▶ _Problem requirements_:
Determine how many lines below contain the word "time", then write that number by itself.

▶ _Collected data entries_:
use std::fmt;
use std::sync::Arc;
use std::time::Duration;

use chrono::Local;
use renewcast_models::config::CurrencyConfig;
use renewcast_models::keys;
use renewcast_models::{Metric, Window};
use renewcast_store::{EstimateCache, SubscriptionStore};
use tracing::{debug, info};

use crate::error::EstimateError;
use crate::format;

/// A presented estimate: a plain count for sales, a display-ready currency
/// string for revenue.
#[derive(Debug, Clone, PartialEq, Eq)]
pub enum EstimateValue {
    Sales(u64),
    Revenue(String),
}

impl fmt::Display for EstimateValue {
    fn fmt(&self, f: &mut fmt::Formatter<'_>) -> fmt::Result {
        match self {
            EstimateValue::Sales(count) => write!(f, "{count}"),
            EstimateValue::Revenue(amount) => f.write_str(amount),
        }
    }
}

/// Computes upcoming sales/revenue aggregates, serving cached values while
/// they are fresh.
///
/// Per call: one cache read, at most one store query, at most one cache
/// write. Store errors propagate unretried. A cache that never hits only
/// costs recomputation. Concurrent evaluations may race to fill the same
/// key; the overwrite is idempotent and tolerated.
pub struct Estimator {
    store: Arc<dyn SubscriptionStore>,
    cache: Arc<dyn EstimateCache>,
    key_prefix: String,
    ttl: Duration,
    currency: CurrencyConfig,
}

impl Estimator {
    pub fn new(
        store: Arc<dyn SubscriptionStore>,
        cache: Arc<dyn EstimateCache>,
        key_prefix: String,
        ttl: Duration,
        currency: CurrencyConfig,
    ) -> Self {
        Self {
            store,
            cache,
            key_prefix,
            ttl,
            currency,
        }
    }

    /// Count of active subscriptions expiring inside `window`.
    pub async fn sales(&self, window: Window) -> Result<u64, EstimateError> {
        let raw = self.raw_estimate(window, Metric::Sales).await?;
        // A junk cached value displays as zero rather than failing the render
        Ok(raw.trim().parse().unwrap_or(0))
    }

    /// Formatted sum of recurring amounts expiring inside `window`.
    pub async fn revenue(&self, window: Window) -> Result<String, EstimateError> {
        let raw = self.raw_estimate(window, Metric::Revenue).await?;
        Ok(format::display_amount(&raw, &self.currency))
    }

    /// Estimate `metric` over `window`, resolved against the current local
    /// time.
    pub async fn estimate(
        &self,
        window: Window,
        metric: Metric,
    ) -> Result<EstimateValue, EstimateError> {
        match metric {
            Metric::Sales => Ok(EstimateValue::Sales(self.sales(window).await?)),
            Metric::Revenue => Ok(EstimateValue::Revenue(self.revenue(window).await?)),
        }
    }

    /// Cached-or-computed raw aggregate, encoded as a string. A zero
    /// aggregate is cached like any other value.
    async fn raw_estimate(&self, window: Window, metric: Metric) -> Result<String, EstimateError> {
        let key = keys::estimate_key(&self.key_prefix, metric, window);

        if let Some(cached) = self.cache.get(&key).await {
            debug!(%key, "serving cached estimate");
            return Ok(cached);
        }

        let range = window.resolve(Local::now().naive_local());
        let raw = match metric {
            Metric::Sales => self.store.count_expiring(&range).await?.to_string(),
            Metric::Revenue => self.store.sum_recurring_amount(&range).await?.to_string(),
        };

        info!(%key, value = %raw, "computed estimate");
        self.cache.set(&key, raw.clone(), self.ttl).await;
        Ok(raw)
    }
}

#[cfg(test)]
mod tests {
    use super::*;
    use async_trait::async_trait;
    use renewcast_models::window::WindowRange;
    use renewcast_store::{MemoryCache, NoopCache, StoreError};
    use rust_decimal::Decimal;
    use rust_decimal_macros::dec;
    use std::sync::atomic::{AtomicU32, Ordering};

    /// Store double with fixed aggregates and query counters.
    struct CountingStore {
        count: u64,
        sum: Decimal,
        count_calls: AtomicU32,
        sum_calls: AtomicU32,
    }

    impl CountingStore {
        fn new(count: u64, sum: Decimal) -> Self {
            Self {
                count,
                sum,
                count_calls: AtomicU32::new(0),
                sum_calls: AtomicU32::new(0),
            }
        }

        fn queries(&self) -> u32 {
            self.count_calls.load(Ordering::SeqCst) + self.sum_calls.load(Ordering::SeqCst)
        }
    }

    #[async_trait]
    impl SubscriptionStore for CountingStore {
        async fn count_expiring(&self, _range: &WindowRange) -> Result<u64, StoreError> {
            self.count_calls.fetch_add(1, Ordering::SeqCst);
            Ok(self.count)
        }

        async fn sum_recurring_amount(&self, _range: &WindowRange) -> Result<Decimal, StoreError> {
            self.sum_calls.fetch_add(1, Ordering::SeqCst);
            Ok(self.sum)
        }
    }

    struct FailingStore;

    #[async_trait]
    impl SubscriptionStore for FailingStore {
        async fn count_expiring(&self, _range: &WindowRange) -> Result<u64, StoreError> {
            Err(StoreError::Unavailable("store offline".to_string()))
        }

        async fn sum_recurring_amount(&self, _range: &WindowRange) -> Result<Decimal, StoreError> {
            Err(StoreError::Unavailable("store offline".to_string()))
        }
    }

    fn estimator(store: Arc<dyn SubscriptionStore>, cache: Arc<dyn EstimateCache>) -> Estimator {
        Estimator::new(
            store,
            cache,
            "test".to_string(),
            Duration::from_secs(300),
            CurrencyConfig::default(),
        )
    }

    #[tokio::test]
    async fn presents_sales_and_revenue() {
        let store = Arc::new(CountingStore::new(3, dec!(29.98)));
        let est = estimator(store, Arc::new(MemoryCache::new(100)));

        let sales = est.estimate(Window::ThisMonth, Metric::Sales).await.unwrap();
        let revenue = est.estimate(Window::ThisMonth, Metric::Revenue).await.unwrap();

        assert_eq!(sales, EstimateValue::Sales(3));
        assert_eq!(revenue, EstimateValue::Revenue("$29.98".to_string()));
    }

    #[tokio::test]
    async fn second_call_within_ttl_issues_no_query() {
        let store = Arc::new(CountingStore::new(3, dec!(29.98)));
        let est = estimator(store.clone(), Arc::new(MemoryCache::new(100)));

        let first = est.sales(Window::ThisWeek).await.unwrap();
        let second = est.sales(Window::ThisWeek).await.unwrap();

        assert_eq!(first, second);
        assert_eq!(store.count_calls.load(Ordering::SeqCst), 1);
    }

    #[tokio::test]
    async fn expired_entry_triggers_a_requery() {
        let store = Arc::new(CountingStore::new(1, Decimal::ZERO));
        let est = Estimator::new(
            store.clone(),
            Arc::new(MemoryCache::new(100)),
            "test".to_string(),
            Duration::from_millis(50),
            CurrencyConfig::default(),
        );

        est.sales(Window::Tomorrow).await.unwrap();
        tokio::time::sleep(Duration::from_millis(100)).await;
        est.sales(Window::Tomorrow).await.unwrap();

        assert_eq!(store.count_calls.load(Ordering::SeqCst), 2);
    }

    #[tokio::test]
    async fn zero_aggregates_are_formatted_and_cached() {
        let store = Arc::new(CountingStore::new(0, Decimal::ZERO));
        let est = estimator(store.clone(), Arc::new(MemoryCache::new(100)));

        assert_eq!(est.sales(Window::NextYear).await.unwrap(), 0);
        assert_eq!(est.revenue(Window::NextYear).await.unwrap(), "$0.00");

        // Zeros come from the cache on the second pass
        est.sales(Window::NextYear).await.unwrap();
        est.revenue(Window::NextYear).await.unwrap();
        assert_eq!(store.queries(), 2);
    }

    #[tokio::test]
    async fn metrics_and_windows_cache_independently() {
        let store = Arc::new(CountingStore::new(2, dec!(10.00)));
        let est = estimator(store.clone(), Arc::new(MemoryCache::new(100)));

        est.sales(Window::ThisMonth).await.unwrap();
        est.revenue(Window::ThisMonth).await.unwrap();
        est.sales(Window::NextMonth).await.unwrap();

        assert_eq!(store.count_calls.load(Ordering::SeqCst), 2);
        assert_eq!(store.sum_calls.load(Ordering::SeqCst), 1);
    }

    #[tokio::test]
    async fn missing_cache_backend_recomputes_every_call() {
        let store = Arc::new(CountingStore::new(5, dec!(99.95)));
        let est = estimator(store.clone(), Arc::new(NoopCache));

        for _ in 0..3 {
            assert_eq!(est.sales(Window::ThisYear).await.unwrap(), 5);
        }
        assert_eq!(store.count_calls.load(Ordering::SeqCst), 3);
    }

    #[tokio::test]
    async fn store_errors_propagate() {
        let est = estimator(Arc::new(FailingStore), Arc::new(MemoryCache::new(100)));

        let result = est.sales(Window::ThisMonth).await;
        assert!(matches!(
            result,
            Err(EstimateError::Store(StoreError::Unavailable(_)))
        ));
    }

    #[tokio::test]
    async fn junk_cached_count_displays_as_zero_without_requery() {
        let store = Arc::new(CountingStore::new(7, Decimal::ZERO));
        let cache = Arc::new(MemoryCache::new(100));
        cache
            .set(
                &keys::estimate_key("test", Metric::Sales, Window::Tomorrow),
                "garbage".to_string(),
                Duration::from_secs(300),
            )
            .await;

        let est = estimator(store.clone(), cache);
        assert_eq!(est.sales(Window::Tomorrow).await.unwrap(), 0);
        assert_eq!(store.count_calls.load(Ordering::SeqCst), 0);
    }
}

▶ _Expected answer_:
3